YOUR ASSIGNMENT |
Report every line of the records below that includes the string "SystemClock".

======== SUPPLIED DATA ========

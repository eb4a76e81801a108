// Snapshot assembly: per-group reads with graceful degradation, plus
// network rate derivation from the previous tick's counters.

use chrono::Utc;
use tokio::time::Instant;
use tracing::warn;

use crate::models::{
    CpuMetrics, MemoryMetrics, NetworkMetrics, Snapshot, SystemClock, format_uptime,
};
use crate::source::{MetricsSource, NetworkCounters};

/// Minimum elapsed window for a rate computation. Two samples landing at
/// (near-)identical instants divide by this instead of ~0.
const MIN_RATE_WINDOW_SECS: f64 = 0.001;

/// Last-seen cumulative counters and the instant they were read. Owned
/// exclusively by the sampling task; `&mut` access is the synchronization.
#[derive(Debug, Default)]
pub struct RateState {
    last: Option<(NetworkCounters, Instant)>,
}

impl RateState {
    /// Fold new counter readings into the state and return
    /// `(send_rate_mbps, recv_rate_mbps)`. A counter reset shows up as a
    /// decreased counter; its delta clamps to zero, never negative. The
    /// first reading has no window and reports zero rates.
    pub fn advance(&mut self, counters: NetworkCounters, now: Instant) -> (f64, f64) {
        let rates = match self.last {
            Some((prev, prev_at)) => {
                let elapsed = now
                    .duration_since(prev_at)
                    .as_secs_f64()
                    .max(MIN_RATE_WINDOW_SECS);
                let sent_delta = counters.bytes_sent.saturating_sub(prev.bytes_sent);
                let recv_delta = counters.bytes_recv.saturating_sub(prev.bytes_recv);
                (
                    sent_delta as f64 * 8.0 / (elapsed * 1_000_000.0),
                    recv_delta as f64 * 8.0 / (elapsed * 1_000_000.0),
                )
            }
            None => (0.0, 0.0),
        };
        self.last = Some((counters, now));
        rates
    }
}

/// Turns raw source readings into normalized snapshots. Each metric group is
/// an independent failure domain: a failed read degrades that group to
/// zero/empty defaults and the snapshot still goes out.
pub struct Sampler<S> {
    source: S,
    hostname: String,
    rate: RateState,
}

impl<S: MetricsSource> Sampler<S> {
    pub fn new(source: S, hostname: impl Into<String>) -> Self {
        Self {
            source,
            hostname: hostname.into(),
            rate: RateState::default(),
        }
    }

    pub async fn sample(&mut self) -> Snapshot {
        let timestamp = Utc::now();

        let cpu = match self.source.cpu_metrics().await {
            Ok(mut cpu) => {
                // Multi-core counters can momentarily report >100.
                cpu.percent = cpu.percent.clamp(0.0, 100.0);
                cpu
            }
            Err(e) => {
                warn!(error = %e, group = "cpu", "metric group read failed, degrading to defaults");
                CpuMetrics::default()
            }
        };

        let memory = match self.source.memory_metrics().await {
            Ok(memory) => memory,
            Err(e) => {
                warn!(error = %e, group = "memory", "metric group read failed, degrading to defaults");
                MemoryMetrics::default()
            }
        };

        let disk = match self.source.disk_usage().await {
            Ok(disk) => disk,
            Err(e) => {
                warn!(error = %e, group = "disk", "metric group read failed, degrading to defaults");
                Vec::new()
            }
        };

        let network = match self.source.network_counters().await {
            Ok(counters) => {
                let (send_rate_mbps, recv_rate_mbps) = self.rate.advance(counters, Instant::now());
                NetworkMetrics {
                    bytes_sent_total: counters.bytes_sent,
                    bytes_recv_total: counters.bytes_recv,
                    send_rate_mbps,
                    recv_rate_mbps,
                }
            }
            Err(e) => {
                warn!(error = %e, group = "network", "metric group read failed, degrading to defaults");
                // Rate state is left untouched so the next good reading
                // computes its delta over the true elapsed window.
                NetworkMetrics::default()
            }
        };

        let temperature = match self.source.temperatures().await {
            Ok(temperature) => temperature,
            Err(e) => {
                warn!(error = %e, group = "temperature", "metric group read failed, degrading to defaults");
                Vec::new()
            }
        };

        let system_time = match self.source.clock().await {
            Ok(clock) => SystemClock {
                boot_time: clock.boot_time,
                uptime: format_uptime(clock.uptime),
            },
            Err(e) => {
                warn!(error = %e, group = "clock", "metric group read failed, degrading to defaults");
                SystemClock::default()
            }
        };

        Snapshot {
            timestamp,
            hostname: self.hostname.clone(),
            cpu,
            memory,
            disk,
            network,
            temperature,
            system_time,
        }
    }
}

========

SOLUTION FOR THIS TASK |
    CpuMetrics, MemoryMetrics, NetworkMetrics, Snapshot, SystemClock, format_uptime,
            Ok(clock) => SystemClock {
                SystemClock::default()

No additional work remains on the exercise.